■ **Saved entries**

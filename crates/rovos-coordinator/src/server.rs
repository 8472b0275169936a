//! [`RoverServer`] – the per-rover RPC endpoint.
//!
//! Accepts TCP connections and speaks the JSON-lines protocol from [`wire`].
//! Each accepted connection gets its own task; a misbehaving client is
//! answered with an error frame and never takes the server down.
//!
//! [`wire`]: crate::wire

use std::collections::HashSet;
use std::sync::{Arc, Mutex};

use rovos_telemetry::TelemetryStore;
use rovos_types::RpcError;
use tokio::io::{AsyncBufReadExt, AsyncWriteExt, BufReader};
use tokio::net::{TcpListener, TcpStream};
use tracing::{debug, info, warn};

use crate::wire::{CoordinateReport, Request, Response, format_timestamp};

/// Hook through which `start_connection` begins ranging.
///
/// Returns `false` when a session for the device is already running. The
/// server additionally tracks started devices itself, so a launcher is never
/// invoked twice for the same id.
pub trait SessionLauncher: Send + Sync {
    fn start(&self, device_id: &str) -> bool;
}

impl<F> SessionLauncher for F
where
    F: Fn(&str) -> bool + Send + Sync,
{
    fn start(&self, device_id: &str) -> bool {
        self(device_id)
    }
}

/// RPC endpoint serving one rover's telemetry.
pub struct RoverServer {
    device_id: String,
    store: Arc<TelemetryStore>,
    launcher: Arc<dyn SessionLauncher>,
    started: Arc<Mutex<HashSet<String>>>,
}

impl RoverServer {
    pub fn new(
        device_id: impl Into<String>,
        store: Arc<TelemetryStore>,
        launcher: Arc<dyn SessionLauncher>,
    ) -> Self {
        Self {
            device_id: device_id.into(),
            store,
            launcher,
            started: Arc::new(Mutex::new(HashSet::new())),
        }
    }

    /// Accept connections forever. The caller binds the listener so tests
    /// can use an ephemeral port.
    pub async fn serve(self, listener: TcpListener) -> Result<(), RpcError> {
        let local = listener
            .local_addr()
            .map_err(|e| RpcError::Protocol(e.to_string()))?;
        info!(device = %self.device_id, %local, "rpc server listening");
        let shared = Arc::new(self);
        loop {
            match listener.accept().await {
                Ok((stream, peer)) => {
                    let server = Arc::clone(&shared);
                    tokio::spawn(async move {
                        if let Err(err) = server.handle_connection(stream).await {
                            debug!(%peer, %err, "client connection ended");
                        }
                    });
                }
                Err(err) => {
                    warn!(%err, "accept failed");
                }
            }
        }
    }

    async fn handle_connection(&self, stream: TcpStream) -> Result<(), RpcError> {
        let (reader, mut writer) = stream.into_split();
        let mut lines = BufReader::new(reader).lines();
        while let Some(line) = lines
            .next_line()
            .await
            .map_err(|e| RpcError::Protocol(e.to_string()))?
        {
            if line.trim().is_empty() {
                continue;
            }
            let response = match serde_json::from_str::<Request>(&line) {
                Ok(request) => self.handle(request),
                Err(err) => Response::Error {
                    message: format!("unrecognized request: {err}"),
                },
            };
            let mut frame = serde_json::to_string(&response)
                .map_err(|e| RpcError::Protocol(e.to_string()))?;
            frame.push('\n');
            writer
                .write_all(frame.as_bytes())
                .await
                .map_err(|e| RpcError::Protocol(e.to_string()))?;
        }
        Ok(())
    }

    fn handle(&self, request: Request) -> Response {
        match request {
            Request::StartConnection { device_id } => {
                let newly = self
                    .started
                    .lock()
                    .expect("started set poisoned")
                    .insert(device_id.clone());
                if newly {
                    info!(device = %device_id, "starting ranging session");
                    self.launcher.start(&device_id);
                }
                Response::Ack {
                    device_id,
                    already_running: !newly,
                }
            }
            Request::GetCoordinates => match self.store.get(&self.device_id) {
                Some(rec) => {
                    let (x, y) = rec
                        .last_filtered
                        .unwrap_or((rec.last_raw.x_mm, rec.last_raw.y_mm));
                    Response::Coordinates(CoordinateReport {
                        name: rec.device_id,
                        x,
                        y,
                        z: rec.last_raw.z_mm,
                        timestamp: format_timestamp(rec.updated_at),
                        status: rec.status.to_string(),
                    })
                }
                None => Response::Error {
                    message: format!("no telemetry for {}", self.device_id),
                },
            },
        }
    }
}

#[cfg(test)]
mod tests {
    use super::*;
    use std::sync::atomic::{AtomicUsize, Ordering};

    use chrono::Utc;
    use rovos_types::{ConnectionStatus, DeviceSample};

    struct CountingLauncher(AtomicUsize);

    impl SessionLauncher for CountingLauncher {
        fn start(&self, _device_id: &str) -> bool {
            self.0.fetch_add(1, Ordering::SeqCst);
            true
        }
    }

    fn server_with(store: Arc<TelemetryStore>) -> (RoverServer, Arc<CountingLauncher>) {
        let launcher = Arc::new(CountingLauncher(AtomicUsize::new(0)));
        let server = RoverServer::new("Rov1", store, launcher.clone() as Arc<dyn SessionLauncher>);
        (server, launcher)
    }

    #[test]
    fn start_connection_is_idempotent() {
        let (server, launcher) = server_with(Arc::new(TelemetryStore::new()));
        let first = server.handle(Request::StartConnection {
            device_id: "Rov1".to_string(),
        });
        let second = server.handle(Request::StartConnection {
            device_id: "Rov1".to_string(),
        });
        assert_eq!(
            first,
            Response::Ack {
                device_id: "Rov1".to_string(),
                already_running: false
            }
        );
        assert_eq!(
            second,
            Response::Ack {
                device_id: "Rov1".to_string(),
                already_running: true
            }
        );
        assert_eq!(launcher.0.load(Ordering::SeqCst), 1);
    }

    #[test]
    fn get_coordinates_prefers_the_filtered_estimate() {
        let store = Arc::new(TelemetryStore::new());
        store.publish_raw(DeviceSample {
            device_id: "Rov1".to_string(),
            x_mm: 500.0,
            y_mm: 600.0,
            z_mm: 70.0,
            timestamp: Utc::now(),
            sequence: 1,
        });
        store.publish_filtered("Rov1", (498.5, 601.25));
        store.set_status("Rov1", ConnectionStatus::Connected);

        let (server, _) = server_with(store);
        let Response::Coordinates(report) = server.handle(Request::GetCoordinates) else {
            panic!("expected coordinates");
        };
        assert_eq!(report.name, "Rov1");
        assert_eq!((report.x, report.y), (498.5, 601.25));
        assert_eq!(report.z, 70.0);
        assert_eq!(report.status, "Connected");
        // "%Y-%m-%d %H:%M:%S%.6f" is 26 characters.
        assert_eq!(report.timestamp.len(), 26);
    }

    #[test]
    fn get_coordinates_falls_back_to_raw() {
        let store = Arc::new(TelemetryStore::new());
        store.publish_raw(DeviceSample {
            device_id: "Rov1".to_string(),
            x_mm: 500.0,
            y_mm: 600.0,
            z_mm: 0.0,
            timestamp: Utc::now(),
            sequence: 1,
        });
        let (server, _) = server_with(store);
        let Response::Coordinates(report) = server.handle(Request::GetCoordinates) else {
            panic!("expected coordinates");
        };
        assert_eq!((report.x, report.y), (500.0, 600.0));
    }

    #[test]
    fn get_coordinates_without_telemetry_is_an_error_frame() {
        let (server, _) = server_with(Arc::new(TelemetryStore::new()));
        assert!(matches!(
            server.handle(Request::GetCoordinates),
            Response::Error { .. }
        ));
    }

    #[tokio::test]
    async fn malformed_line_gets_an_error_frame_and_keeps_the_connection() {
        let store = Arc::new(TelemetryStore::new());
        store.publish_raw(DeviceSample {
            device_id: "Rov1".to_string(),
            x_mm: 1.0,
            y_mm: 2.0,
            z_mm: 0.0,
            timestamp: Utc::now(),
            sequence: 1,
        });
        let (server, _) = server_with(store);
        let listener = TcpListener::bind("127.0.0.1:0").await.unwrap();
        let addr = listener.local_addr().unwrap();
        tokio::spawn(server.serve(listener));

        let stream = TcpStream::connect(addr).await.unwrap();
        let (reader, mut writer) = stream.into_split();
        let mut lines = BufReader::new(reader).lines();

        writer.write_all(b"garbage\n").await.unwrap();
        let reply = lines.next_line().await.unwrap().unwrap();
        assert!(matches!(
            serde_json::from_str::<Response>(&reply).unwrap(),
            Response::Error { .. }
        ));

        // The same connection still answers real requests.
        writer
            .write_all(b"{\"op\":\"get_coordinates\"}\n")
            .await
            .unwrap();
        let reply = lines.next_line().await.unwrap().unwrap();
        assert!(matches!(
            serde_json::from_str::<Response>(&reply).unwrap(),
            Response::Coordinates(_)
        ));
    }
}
---
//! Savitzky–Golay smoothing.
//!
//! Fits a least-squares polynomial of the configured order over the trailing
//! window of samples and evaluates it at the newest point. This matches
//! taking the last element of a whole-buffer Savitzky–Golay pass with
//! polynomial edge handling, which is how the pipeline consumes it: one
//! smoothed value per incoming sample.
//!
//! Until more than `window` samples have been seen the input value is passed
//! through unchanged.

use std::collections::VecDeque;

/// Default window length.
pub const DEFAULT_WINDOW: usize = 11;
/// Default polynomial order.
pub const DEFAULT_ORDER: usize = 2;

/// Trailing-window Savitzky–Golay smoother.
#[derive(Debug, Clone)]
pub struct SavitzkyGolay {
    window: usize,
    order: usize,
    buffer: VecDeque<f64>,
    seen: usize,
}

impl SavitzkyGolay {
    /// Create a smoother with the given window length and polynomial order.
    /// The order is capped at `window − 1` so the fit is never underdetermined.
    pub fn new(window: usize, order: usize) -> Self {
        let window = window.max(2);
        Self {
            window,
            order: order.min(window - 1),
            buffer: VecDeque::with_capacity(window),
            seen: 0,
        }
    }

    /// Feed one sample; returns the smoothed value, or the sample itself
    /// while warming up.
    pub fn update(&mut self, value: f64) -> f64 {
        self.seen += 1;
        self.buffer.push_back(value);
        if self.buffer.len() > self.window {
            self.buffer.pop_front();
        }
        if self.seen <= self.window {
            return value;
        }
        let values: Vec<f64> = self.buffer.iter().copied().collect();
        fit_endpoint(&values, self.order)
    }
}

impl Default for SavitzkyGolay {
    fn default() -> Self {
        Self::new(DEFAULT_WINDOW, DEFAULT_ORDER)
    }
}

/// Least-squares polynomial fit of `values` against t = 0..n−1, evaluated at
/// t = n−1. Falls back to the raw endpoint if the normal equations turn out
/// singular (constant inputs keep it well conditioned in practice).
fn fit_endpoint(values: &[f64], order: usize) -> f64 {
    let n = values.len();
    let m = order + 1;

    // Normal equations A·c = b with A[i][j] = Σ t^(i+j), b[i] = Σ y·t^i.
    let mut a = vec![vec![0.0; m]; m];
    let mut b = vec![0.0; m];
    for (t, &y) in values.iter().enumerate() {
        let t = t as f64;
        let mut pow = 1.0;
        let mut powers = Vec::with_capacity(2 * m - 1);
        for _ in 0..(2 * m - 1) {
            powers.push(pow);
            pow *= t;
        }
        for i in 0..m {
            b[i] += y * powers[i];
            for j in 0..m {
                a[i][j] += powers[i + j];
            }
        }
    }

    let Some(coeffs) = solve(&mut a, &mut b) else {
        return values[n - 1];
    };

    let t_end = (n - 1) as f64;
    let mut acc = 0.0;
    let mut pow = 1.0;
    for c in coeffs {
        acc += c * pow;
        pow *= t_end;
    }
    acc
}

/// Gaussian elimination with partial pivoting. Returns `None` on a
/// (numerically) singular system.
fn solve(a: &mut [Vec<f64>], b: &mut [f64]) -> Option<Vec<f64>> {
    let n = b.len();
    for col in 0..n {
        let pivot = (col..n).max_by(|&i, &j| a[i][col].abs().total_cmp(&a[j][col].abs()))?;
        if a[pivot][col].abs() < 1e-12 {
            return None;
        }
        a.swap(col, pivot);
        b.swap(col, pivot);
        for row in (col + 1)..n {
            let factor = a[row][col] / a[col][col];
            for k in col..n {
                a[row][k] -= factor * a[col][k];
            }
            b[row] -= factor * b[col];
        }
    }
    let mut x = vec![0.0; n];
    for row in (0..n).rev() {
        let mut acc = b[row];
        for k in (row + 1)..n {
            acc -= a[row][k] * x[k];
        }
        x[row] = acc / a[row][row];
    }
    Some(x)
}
---
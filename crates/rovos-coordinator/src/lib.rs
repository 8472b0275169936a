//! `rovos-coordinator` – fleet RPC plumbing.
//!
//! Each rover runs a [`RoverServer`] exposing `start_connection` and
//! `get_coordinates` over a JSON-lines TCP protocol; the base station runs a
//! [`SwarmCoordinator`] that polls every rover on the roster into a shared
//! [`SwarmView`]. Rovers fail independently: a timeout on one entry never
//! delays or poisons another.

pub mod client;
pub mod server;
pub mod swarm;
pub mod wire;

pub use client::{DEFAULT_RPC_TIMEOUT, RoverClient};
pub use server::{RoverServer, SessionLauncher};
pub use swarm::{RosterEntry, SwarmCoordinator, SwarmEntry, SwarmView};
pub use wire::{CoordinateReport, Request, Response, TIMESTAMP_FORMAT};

■ **TASK DIRECTIONS**
Copy out, from the records above, every line that holds the string "struct".

■ **THE COMPLETED TASK**
pub struct RoverServer {
    struct CountingLauncher(AtomicUsize);
pub struct SavitzkyGolay {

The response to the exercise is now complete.